▼
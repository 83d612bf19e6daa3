pub mod alerts;
pub mod contracts;
pub mod customers;
pub mod dashboard;
pub mod employees;
pub mod listing;
pub mod processings;
pub mod shipping_addresses;

use serde::{Deserialize, Serialize};
use utoipa::ToSchema;

pub use listing::{ListQuery, Listing, Page, SortOrder};

/// A value/label pair for select inputs on create and edit forms.
#[derive(Debug, Clone, PartialEq, Eq, Serialize, Deserialize, ToSchema)]
pub struct FormOption {
    pub value: String,
    pub label: String,
}

impl FormOption {
    pub fn new(value: impl ToString, label: impl Into<String>) -> Self {
        Self {
            value: value.to_string(),
            label: label.into(),
        }
    }
}

/// Trims text input; blank becomes `None`.
pub(crate) fn normalize_optional(value: Option<String>) -> Option<String> {
    value
        .map(|raw| raw.trim().to_string())
        .filter(|trimmed| !trimmed.is_empty())
}

#[cfg(test)]
mod tests {
    use super::*;

    #[test]
    fn blank_optional_text_becomes_none() {
        assert_eq!(normalize_optional(Some("  ".into())), None);
        assert_eq!(normalize_optional(Some(" a ".into())), Some("a".into()));
        assert_eq!(normalize_optional(None), None);
    }
}
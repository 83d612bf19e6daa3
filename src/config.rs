use config::{Config, ConfigError, Environment, File};
use serde::Deserialize;
use std::env;
use std::path::Path;
use std::time::Duration;
use thiserror::Error;
use tracing::{error, info};
use validator::{Validate, ValidationError, ValidationErrors};

use crate::client::ControllerSettings;

const DEFAULT_LOG_LEVEL: &str = "info";
const DEFAULT_ENV: &str = "development";
const DEFAULT_PORT: u16 = 8080;
const CONFIG_DIR: &str = "config";

/// Dashboard behaviour shared by the server (list sizes) and the client (timers, endpoint).
#[derive(Clone, Debug, Deserialize, Validate)]
#[serde(deny_unknown_fields)]
pub struct DashboardConfig {
    #[serde(default = "default_poll_interval_secs")]
    #[validate(range(min = 5, max = 3600))]
    pub poll_interval_secs: u64,

    #[serde(default = "default_alert_exit_delay_ms")]
    #[validate(range(max = 10_000))]
    pub alert_exit_delay_ms: u64,

    #[serde(default = "default_true_bool")]
    pub auto_refresh: bool,

    /// Size of the top customers / top employees lists
    #[serde(default = "default_top_n")]
    #[validate(range(min = 1, max = 50))]
    pub top_n: u64,

    #[serde(default = "default_recent_orders")]
    #[validate(range(min = 1, max = 100))]
    pub recent_orders: u64,

    /// Server the CLI talks to
    #[serde(default = "default_client_base_url")]
    #[validate(url)]
    pub client_base_url: String,

    #[serde(default = "default_client_timeout_secs")]
    #[validate(range(min = 1, max = 300))]
    pub client_timeout_secs: u64,

    /// Longest custom date range the dashboard endpoint accepts
    #[serde(default = "default_max_range_days")]
    #[validate(range(min = 1, max = 36_600))]
    pub max_range_days: i64,
}

impl Default for DashboardConfig {
    fn default() -> Self {
        Self {
            poll_interval_secs: default_poll_interval_secs(),
            alert_exit_delay_ms: default_alert_exit_delay_ms(),
            auto_refresh: true,
            top_n: default_top_n(),
            recent_orders: default_recent_orders(),
            client_base_url: default_client_base_url(),
            client_timeout_secs: default_client_timeout_secs(),
            max_range_days: default_max_range_days(),
        }
    }
}

impl DashboardConfig {
    pub fn poll_interval(&self) -> Duration {
        Duration::from_secs(self.poll_interval_secs)
    }

    pub fn alert_exit_delay(&self) -> Duration {
        Duration::from_millis(self.alert_exit_delay_ms)
    }

    pub fn client_timeout(&self) -> Duration {
        Duration::from_secs(self.client_timeout_secs)
    }

    pub fn controller_settings(&self) -> ControllerSettings {
        ControllerSettings {
            poll_interval: self.poll_interval(),
            alert_exit_delay: self.alert_exit_delay(),
            auto_refresh: self.auto_refresh,
        }
    }
}

/// Application configuration structure with validation
#[derive(Clone, Debug, Deserialize, Validate)]
#[serde(deny_unknown_fields)]
pub struct AppConfig {
    #[validate(custom = "validate_database_url")]
    pub database_url: String,

    pub host: String,

    #[serde(default = "default_port")]
    #[validate(range(min = 1))]
    pub port: u16,

    #[validate(length(min = 1))]
    pub environment: String,

    #[serde(default = "default_log_level")]
    #[validate(custom = "validate_log_level")]
    pub log_level: String,

    /// Log in JSON format (structured logging)
    #[serde(default)]
    pub log_json: bool,

    /// Whether to run database migrations on startup
    #[serde(default)]
    pub auto_migrate: bool,

    /// Comma-separated list of allowed CORS origins; permissive when unset in development
    #[serde(default)]
    pub cors_allowed_origins: Option<String>,

    #[serde(default = "default_db_max_connections")]
    pub db_max_connections: u32,
    #[serde(default = "default_db_min_connections")]
    pub db_min_connections: u32,
    #[serde(default = "default_db_connect_timeout_secs")]
    pub db_connect_timeout_secs: u64,
    #[serde(default = "default_db_idle_timeout_secs")]
    pub db_idle_timeout_secs: u64,
    #[serde(default = "default_db_acquire_timeout_secs")]
    pub db_acquire_timeout_secs: u64,

    #[serde(default = "default_request_timeout_secs")]
    #[validate(range(min = 1, max = 600))]
    pub request_timeout_secs: u64,

    #[serde(default = "default_api_page_size")]
    #[validate(range(min = 1, max = 500))]
    pub api_default_page_size: u64,

    #[serde(default = "default_api_max_page_size")]
    #[validate(range(min = 1, max = 500))]
    pub api_max_page_size: u64,

    #[serde(default)]
    #[validate]
    pub dashboard: DashboardConfig,
}

impl AppConfig {
    pub fn new(database_url: String, host: String, port: u16, environment: String) -> Self {
        Self {
            database_url,
            host,
            port,
            environment,
            log_level: default_log_level(),
            log_json: false,
            auto_migrate: false,
            cors_allowed_origins: None,
            db_max_connections: default_db_max_connections(),
            db_min_connections: default_db_min_connections(),
            db_connect_timeout_secs: default_db_connect_timeout_secs(),
            db_idle_timeout_secs: default_db_idle_timeout_secs(),
            db_acquire_timeout_secs: default_db_acquire_timeout_secs(),
            request_timeout_secs: default_request_timeout_secs(),
            api_default_page_size: default_api_page_size(),
            api_max_page_size: default_api_max_page_size(),
            dashboard: DashboardConfig::default(),
        }
    }

    pub fn is_development(&self) -> bool {
        self.environment.eq_ignore_ascii_case("development")
    }

    pub fn cors_origins(&self) -> Vec<String> {
        self.cors_allowed_origins
            .as_deref()
            .unwrap_or_default()
            .split(',')
            .map(str::trim)
            .filter(|origin| !origin.is_empty())
            .map(str::to_string)
            .collect()
    }

    pub fn request_timeout(&self) -> Duration {
        Duration::from_secs(self.request_timeout_secs)
    }

    fn validate_additional_constraints(&self) -> Result<(), ValidationErrors> {
        let mut errors = ValidationErrors::new();

        if !self.is_development() && self.cors_origins().is_empty() {
            let mut err = ValidationError::new("cors_allowed_origins_required");
            err.message =
                Some("Set APP__CORS_ALLOWED_ORIGINS for non-development environments".into());
            errors.add("cors_allowed_origins", err);
        }

        if self.api_default_page_size > self.api_max_page_size {
            let mut err = ValidationError::new("page_size_above_max");
            err.message = Some("api_default_page_size must not exceed api_max_page_size".into());
            errors.add("api_default_page_size", err);
        }

        if errors.errors().is_empty() {
            Ok(())
        } else {
            Err(errors)
        }
    }
}

/// Configuration loading errors
#[derive(Debug, Error)]
pub enum AppConfigError {
    #[error("Configuration loading failed: {0}")]
    Load(#[from] ConfigError),

    #[error("Configuration validation failed: {0}")]
    Validation(#[from] validator::ValidationErrors),
}

fn default_log_level() -> String {
    DEFAULT_LOG_LEVEL.to_string()
}
fn default_port() -> u16 {
    DEFAULT_PORT
}
fn default_true_bool() -> bool {
    true
}
fn default_db_max_connections() -> u32 {
    10
}
fn default_db_min_connections() -> u32 {
    1
}
fn default_db_connect_timeout_secs() -> u64 {
    30
}
fn default_db_idle_timeout_secs() -> u64 {
    600
}
fn default_db_acquire_timeout_secs() -> u64 {
    8
}
fn default_request_timeout_secs() -> u64 {
    30
}
fn default_api_page_size() -> u64 {
    20
}
fn default_api_max_page_size() -> u64 {
    100
}
fn default_poll_interval_secs() -> u64 {
    60
}
fn default_alert_exit_delay_ms() -> u64 {
    300
}
fn default_top_n() -> u64 {
    5
}
fn default_recent_orders() -> u64 {
    10
}
fn default_client_base_url() -> String {
    format!("http://127.0.0.1:{}", DEFAULT_PORT)
}
fn default_client_timeout_secs() -> u64 {
    15
}

fn default_max_range_days() -> i64 {
    crate::dashboard::filters::DEFAULT_MAX_RANGE_DAYS
}

fn validate_database_url(url: &str) -> Result<(), ValidationError> {
    let supported = ["sqlite:", "postgres://", "postgresql://"];
    if supported.iter().any(|scheme| url.starts_with(scheme)) {
        Ok(())
    } else {
        let mut err = ValidationError::new("database_url");
        err.message = Some("Must be a sqlite: or postgres:// URL".into());
        Err(err)
    }
}

fn validate_log_level(level: &str) -> Result<(), ValidationError> {
    let valid_levels = ["trace", "debug", "info", "warn", "error"];
    if valid_levels.contains(&level.to_lowercase().as_str()) {
        Ok(())
    } else {
        let mut err = ValidationError::new("log_level");
        err.message = Some("Must be one of: trace, debug, info, warn, error".into());
        Err(err)
    }
}

/// Initializes tracing using the provided log level as the default filter
pub fn init_tracing(level: &str, json: bool) {
    use tracing_subscriber::{fmt, EnvFilter};

    let default_directive = format!("packops_api={},tower_http=debug", level);
    let filter = env::var("RUST_LOG")
        .ok()
        .filter(|s| !s.trim().is_empty())
        .map(EnvFilter::new)
        .unwrap_or_else(|| EnvFilter::new(default_directive));

    if json {
        let _ = fmt().with_env_filter(filter).json().try_init();
    } else {
        let _ = fmt().with_env_filter(filter).try_init();
    }
}

/// Loads application configuration
///
/// Layers configuration sources in this order:
/// 1. Built-in defaults
/// 2. `config/default.toml`
/// 3. `config/{RUN_ENV}.toml`
/// 4. Environment variables (`APP__*`)
pub fn load_config() -> Result<AppConfig, AppConfigError> {
    let run_env = env::var("RUN_ENV")
        .or_else(|_| env::var("APP_ENV"))
        .unwrap_or_else(|_| DEFAULT_ENV.to_string());
    info!("Loading configuration for environment: {}", run_env);

    if !Path::new(CONFIG_DIR).exists() {
        info!(
            "Config directory '{}' not found; relying on built-in defaults and environment variables",
            CONFIG_DIR
        );
    }

    load_config_from(Path::new(CONFIG_DIR), &run_env)
}

/// Same layering as [`load_config`] with an explicit config directory and profile.
pub fn load_config_from(config_dir: &Path, run_env: &str) -> Result<AppConfig, AppConfigError> {
    let default_file = config_dir.join("default");
    let profile_file = config_dir.join(run_env);
    let config = Config::builder()
        .set_default("database_url", "sqlite://packops.db?mode=rwc")?
        .set_default("host", "0.0.0.0")?
        .set_default("port", DEFAULT_PORT as i64)?
        .set_default("environment", run_env)?
        .set_default("log_level", DEFAULT_LOG_LEVEL)?
        .add_source(File::with_name(&default_file.to_string_lossy()).required(false))
        .add_source(File::with_name(&profile_file.to_string_lossy()).required(false))
        .add_source(Environment::with_prefix("APP").separator("__"))
        .build()?;

    let app_config: AppConfig = config.try_deserialize()?;

    app_config.validate().map_err(|e| {
        error!("Configuration validation failed: {:?}", e);
        AppConfigError::Validation(e)
    })?;

    app_config.validate_additional_constraints().map_err(|e| {
        error!("Configuration security validation failed: {:?}", e);
        AppConfigError::Validation(e)
    })?;

    info!("Configuration loaded successfully");
    Ok(app_config)
}
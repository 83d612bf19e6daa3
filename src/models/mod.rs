pub mod alert;
pub mod order_status;
pub mod pay_level;

pub use alert::{AcknowledgeAlertRequest, Alert, AlertKind, AlertSeverity};
pub use order_status::OrderStatus;
pub use pay_level::PayLevel;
▲
— Requirement —
Copy out exactly the line that holds "Ok(app_config)" and all remaining lines of the listing, both the first and the last included.

— Answer below —
    Ok(app_config)
}
repository 83d612bf19e6daa3
filename src/models/mod.rs
pub mod alert;
pub mod order_status;
pub mod pay_level;

pub use alert::{AcknowledgeAlertRequest, Alert, AlertKind, AlertSeverity};
pub use order_status::OrderStatus;
pub use pay_level::PayLevel;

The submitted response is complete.